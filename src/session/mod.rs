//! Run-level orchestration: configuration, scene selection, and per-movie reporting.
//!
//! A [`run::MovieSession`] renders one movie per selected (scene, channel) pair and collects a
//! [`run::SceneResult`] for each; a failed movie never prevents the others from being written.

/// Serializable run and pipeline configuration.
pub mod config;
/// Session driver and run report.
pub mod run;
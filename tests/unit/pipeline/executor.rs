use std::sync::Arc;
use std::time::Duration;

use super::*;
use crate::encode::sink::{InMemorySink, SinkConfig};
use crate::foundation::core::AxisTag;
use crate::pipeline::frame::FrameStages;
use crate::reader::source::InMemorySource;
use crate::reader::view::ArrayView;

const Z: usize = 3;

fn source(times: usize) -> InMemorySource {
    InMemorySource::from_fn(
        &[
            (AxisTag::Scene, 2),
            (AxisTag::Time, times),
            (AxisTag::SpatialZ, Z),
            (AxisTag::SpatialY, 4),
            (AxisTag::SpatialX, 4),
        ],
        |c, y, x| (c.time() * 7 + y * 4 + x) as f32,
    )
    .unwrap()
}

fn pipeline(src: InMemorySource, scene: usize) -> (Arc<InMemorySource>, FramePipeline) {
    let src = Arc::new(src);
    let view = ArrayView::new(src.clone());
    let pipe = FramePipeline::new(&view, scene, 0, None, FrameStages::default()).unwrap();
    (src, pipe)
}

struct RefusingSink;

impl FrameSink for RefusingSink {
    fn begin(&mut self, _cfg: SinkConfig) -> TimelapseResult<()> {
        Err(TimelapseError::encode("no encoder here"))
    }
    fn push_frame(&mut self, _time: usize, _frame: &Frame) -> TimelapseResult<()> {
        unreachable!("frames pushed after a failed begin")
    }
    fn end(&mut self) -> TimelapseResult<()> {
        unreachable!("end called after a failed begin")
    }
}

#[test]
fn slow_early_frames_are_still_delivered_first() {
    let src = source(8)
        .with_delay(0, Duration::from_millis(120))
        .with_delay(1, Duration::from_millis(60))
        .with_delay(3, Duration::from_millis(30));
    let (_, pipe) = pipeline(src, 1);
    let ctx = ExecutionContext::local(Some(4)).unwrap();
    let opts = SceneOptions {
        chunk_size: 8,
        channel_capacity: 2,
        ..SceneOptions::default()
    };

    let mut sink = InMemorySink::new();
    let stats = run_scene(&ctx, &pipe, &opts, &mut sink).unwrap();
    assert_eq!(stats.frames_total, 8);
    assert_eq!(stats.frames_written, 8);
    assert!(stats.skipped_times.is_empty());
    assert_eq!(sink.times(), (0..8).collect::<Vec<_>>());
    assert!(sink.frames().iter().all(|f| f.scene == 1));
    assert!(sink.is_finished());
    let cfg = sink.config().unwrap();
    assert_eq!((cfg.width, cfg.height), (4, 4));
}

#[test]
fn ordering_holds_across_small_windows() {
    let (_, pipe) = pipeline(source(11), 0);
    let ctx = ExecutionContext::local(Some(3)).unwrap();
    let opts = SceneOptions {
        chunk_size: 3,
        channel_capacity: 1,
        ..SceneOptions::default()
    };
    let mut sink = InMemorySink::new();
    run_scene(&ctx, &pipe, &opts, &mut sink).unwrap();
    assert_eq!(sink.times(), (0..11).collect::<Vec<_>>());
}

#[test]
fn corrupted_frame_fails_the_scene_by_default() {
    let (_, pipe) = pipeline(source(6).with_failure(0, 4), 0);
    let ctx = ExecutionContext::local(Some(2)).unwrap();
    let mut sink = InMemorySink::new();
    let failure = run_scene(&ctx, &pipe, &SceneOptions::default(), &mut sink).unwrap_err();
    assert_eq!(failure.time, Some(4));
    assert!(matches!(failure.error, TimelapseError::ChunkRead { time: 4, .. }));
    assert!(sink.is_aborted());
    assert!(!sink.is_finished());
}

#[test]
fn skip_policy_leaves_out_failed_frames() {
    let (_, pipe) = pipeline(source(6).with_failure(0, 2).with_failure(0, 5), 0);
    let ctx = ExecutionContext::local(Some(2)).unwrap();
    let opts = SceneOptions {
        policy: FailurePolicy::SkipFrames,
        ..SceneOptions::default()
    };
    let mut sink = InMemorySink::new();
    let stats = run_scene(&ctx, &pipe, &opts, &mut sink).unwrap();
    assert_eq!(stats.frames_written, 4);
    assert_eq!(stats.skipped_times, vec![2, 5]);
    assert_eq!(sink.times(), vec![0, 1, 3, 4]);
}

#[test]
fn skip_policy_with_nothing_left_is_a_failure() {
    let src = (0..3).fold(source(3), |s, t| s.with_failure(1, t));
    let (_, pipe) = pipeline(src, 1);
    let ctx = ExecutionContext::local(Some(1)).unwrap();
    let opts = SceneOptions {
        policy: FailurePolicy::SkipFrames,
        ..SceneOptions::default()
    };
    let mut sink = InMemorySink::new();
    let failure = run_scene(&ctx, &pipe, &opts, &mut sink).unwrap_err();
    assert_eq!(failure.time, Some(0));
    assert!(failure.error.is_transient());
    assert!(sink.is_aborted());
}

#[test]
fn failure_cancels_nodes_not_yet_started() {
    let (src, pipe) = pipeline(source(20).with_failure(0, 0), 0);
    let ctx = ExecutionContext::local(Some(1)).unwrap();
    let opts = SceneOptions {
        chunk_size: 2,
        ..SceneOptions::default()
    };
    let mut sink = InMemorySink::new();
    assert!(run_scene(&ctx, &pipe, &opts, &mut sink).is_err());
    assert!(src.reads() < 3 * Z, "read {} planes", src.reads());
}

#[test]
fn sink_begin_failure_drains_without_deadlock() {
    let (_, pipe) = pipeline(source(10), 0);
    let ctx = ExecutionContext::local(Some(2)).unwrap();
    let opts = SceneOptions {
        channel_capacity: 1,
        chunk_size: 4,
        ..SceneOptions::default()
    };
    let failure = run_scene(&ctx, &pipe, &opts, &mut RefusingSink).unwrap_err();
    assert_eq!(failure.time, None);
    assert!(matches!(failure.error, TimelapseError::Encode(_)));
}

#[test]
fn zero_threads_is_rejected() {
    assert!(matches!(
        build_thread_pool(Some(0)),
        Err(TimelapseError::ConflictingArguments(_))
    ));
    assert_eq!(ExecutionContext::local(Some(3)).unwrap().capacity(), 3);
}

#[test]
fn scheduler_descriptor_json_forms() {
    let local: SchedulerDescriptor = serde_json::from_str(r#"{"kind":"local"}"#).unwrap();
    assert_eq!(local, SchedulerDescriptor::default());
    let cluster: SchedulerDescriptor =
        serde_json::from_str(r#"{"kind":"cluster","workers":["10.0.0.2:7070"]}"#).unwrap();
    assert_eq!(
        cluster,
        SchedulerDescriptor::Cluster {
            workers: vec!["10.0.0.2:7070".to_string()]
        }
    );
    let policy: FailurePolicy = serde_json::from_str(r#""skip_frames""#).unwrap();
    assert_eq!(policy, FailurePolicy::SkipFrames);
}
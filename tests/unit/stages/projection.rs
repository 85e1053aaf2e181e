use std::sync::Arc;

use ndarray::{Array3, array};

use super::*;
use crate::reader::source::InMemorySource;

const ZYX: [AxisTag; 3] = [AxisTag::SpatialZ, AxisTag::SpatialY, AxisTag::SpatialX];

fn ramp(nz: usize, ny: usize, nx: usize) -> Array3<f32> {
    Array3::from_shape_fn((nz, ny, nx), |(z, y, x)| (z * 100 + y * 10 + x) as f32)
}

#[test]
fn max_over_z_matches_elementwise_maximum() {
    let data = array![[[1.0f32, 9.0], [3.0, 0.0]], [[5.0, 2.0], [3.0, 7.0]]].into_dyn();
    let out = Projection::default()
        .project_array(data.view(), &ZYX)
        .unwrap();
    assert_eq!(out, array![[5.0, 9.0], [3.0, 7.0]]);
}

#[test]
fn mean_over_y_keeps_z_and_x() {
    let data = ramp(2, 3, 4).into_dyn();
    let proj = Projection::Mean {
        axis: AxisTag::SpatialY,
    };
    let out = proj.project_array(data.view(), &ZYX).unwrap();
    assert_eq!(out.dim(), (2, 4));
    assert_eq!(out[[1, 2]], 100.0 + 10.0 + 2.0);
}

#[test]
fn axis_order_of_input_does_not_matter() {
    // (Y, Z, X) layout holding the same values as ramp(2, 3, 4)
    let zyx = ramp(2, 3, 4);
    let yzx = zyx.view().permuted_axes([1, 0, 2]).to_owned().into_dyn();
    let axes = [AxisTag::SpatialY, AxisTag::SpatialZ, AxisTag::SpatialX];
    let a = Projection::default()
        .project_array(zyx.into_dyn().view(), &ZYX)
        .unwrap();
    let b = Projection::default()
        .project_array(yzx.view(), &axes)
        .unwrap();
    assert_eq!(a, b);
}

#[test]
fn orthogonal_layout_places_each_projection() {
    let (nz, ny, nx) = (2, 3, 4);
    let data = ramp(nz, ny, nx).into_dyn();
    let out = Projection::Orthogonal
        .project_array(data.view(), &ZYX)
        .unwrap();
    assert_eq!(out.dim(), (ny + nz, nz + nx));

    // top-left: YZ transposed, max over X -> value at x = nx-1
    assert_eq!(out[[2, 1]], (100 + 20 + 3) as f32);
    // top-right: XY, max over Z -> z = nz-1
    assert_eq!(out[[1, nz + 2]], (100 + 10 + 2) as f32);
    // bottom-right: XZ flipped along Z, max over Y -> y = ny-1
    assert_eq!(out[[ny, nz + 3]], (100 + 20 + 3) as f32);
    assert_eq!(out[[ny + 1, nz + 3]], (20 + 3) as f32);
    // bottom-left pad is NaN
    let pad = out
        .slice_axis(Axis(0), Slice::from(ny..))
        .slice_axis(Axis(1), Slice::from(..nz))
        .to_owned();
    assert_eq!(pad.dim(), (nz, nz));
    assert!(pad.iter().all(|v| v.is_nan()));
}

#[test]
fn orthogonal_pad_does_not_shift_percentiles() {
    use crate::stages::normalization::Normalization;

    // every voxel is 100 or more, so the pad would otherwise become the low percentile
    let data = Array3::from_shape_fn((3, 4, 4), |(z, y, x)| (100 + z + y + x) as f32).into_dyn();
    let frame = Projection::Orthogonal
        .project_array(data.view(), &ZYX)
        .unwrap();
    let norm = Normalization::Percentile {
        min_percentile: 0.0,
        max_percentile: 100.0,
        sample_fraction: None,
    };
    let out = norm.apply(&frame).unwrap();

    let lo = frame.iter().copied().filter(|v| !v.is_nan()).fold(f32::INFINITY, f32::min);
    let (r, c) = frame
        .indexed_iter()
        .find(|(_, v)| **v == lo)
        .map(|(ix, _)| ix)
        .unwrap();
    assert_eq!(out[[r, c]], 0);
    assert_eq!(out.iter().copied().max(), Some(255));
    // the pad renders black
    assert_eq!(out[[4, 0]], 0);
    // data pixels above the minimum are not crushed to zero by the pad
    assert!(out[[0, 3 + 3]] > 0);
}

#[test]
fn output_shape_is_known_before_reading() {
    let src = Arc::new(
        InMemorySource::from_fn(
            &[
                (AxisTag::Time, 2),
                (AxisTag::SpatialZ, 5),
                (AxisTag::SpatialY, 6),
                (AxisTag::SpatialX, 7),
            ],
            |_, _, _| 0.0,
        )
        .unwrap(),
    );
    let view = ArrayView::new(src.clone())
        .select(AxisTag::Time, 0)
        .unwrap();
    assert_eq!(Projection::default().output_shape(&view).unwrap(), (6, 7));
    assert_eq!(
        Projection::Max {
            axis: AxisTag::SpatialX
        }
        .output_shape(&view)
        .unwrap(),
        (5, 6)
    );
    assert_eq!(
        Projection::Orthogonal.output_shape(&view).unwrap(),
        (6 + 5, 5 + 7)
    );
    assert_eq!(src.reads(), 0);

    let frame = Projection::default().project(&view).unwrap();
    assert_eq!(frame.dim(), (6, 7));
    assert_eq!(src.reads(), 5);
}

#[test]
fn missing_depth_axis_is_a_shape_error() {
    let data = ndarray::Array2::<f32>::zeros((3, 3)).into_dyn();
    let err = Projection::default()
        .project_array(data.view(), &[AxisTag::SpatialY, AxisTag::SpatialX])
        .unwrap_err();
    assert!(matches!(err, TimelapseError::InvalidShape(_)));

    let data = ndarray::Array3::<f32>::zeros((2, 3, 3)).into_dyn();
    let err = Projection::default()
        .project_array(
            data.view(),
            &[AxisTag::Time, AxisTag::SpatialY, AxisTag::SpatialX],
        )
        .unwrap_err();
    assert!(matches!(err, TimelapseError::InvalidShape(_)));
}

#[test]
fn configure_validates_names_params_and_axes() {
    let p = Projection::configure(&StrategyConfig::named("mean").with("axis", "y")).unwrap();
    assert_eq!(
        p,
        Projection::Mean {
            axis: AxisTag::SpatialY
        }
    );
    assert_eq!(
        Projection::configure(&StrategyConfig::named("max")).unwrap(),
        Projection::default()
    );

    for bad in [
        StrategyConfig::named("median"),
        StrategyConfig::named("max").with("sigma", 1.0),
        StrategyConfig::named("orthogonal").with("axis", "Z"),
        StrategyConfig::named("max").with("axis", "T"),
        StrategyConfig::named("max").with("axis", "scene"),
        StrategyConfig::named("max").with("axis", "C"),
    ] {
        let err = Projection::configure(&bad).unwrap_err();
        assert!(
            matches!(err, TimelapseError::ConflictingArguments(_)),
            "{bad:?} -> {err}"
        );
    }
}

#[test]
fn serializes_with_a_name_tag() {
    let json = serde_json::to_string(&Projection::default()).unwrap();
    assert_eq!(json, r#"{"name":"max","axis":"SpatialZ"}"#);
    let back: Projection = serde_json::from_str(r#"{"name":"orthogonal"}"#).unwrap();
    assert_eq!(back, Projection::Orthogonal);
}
* * *
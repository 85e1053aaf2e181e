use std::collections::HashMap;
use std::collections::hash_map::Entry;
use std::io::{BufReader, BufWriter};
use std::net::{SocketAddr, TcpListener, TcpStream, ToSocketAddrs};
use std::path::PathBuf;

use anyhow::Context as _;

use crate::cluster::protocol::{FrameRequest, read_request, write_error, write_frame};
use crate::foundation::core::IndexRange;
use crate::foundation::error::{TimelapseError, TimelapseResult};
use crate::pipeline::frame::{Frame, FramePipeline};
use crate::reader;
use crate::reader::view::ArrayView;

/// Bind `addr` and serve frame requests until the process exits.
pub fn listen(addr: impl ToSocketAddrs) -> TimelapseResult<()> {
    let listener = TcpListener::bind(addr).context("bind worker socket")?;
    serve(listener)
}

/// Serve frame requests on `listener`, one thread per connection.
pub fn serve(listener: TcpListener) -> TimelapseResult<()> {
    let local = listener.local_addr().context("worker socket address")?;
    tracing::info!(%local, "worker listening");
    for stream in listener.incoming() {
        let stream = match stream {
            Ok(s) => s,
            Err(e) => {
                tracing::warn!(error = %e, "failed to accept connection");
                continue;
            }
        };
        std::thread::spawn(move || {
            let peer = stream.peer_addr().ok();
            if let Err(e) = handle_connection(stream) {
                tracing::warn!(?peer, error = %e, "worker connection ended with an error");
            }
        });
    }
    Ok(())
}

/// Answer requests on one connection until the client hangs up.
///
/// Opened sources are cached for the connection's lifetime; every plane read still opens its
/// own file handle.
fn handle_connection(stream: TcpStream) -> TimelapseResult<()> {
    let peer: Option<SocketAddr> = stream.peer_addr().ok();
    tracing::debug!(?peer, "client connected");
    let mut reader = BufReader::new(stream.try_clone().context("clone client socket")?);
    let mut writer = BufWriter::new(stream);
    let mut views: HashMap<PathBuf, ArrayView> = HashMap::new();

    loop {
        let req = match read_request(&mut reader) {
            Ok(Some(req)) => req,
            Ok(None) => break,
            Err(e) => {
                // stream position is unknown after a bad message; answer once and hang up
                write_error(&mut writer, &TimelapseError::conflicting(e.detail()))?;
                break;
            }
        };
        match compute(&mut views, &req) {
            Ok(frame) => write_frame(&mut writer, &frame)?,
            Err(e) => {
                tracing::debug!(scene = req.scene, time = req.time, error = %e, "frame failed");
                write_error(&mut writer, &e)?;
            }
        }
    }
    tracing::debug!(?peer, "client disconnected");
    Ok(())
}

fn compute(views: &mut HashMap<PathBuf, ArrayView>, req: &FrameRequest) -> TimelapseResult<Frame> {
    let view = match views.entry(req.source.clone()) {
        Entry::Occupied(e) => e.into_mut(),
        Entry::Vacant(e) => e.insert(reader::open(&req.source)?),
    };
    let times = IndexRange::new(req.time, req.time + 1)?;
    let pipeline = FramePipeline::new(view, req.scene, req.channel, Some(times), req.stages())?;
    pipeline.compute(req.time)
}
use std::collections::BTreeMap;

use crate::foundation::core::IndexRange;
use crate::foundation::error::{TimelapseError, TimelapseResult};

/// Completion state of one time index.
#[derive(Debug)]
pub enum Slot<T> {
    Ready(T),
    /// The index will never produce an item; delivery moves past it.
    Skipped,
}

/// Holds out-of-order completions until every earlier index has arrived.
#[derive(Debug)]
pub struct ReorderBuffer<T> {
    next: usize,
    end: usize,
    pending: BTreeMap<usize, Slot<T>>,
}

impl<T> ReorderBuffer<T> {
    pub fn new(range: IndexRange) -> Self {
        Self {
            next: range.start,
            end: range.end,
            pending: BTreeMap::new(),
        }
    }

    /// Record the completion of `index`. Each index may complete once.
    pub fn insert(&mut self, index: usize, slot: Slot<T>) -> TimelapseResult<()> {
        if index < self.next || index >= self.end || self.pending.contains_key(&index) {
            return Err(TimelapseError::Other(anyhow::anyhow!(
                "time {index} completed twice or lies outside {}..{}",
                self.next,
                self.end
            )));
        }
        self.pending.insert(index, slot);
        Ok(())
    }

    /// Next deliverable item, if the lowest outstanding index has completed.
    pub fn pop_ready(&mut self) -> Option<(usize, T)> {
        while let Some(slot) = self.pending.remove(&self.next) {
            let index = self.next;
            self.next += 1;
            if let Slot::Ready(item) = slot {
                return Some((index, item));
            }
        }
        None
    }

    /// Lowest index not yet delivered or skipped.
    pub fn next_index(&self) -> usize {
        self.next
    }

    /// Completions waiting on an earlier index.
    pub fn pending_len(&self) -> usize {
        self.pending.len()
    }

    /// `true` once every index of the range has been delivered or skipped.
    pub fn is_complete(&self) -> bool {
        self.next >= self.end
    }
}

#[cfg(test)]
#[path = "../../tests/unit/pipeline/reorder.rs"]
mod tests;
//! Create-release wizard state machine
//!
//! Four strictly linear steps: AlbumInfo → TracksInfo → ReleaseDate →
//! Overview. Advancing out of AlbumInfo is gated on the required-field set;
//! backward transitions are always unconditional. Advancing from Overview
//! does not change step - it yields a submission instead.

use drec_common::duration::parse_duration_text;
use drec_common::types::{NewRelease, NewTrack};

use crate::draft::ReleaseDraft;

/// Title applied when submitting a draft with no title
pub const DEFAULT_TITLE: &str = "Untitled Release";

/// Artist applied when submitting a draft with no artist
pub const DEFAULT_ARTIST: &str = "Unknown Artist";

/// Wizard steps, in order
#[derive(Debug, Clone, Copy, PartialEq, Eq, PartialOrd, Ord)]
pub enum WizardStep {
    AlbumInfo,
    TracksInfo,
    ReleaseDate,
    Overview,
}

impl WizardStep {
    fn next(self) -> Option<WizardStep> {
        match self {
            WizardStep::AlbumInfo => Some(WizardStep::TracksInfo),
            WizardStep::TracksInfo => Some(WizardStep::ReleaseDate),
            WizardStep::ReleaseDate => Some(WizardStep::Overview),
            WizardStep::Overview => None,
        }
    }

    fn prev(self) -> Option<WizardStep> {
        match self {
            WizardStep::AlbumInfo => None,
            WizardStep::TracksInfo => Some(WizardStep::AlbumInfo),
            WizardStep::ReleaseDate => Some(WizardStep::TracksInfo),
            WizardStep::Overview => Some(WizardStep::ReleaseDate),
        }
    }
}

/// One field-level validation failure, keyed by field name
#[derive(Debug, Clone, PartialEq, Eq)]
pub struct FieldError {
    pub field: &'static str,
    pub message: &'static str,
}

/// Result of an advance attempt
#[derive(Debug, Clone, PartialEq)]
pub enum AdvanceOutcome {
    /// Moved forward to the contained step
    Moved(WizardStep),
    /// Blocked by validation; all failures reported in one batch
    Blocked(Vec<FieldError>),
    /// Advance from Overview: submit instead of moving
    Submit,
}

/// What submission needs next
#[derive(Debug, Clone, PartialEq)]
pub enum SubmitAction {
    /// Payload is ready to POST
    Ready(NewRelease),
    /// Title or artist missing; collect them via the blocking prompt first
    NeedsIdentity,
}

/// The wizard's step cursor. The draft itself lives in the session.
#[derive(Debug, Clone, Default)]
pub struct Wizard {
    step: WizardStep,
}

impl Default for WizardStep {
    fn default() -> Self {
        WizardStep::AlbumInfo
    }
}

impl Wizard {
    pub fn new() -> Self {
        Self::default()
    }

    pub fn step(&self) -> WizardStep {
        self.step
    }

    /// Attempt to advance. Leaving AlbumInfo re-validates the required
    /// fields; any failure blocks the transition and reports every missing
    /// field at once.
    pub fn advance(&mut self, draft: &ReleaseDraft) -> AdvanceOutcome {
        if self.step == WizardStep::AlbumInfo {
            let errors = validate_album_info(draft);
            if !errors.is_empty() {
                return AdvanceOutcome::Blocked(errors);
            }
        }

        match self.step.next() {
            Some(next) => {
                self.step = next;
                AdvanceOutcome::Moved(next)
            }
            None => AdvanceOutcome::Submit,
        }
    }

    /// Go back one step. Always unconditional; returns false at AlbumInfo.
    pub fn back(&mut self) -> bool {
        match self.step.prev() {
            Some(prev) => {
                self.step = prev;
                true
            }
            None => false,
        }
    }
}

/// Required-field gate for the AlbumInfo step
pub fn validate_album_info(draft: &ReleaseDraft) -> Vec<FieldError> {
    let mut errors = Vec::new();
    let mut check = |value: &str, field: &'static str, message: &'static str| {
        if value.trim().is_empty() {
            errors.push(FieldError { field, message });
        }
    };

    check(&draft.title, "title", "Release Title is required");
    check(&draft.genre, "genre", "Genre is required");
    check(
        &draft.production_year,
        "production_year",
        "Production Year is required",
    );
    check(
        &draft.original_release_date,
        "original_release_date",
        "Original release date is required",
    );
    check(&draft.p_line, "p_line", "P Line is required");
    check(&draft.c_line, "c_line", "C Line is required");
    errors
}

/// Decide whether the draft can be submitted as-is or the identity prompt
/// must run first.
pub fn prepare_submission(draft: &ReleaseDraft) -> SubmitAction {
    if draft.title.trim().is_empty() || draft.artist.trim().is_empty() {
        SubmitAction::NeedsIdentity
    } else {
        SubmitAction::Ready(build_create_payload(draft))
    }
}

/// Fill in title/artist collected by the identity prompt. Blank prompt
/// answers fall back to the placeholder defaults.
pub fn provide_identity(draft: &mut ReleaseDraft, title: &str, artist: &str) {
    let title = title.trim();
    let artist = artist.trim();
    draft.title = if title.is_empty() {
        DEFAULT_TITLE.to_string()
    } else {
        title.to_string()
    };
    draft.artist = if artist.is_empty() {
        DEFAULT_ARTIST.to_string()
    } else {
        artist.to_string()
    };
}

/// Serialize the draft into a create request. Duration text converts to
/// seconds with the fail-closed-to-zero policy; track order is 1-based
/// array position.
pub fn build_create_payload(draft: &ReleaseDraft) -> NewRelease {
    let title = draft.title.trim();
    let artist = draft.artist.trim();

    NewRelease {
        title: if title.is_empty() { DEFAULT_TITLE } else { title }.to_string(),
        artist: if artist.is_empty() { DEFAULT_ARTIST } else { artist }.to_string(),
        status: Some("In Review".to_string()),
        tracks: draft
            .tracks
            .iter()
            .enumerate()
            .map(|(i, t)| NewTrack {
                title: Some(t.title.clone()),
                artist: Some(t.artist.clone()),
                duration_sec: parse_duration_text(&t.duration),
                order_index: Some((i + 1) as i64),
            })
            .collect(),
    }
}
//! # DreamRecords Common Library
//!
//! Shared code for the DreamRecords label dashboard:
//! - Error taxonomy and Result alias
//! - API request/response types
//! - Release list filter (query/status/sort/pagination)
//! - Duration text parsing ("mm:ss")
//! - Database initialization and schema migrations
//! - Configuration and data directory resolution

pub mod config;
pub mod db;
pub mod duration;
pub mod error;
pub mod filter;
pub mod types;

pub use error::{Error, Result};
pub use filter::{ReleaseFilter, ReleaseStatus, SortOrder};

What to do
Please go through the data above and copy each line that has the word "message".

Answer
                // stream position is unknown after a bad message; answer once and hang up
    pub message: &'static str,
    let mut check = |value: &str, field: &'static str, message: &'static str| {
            errors.push(FieldError { field, message });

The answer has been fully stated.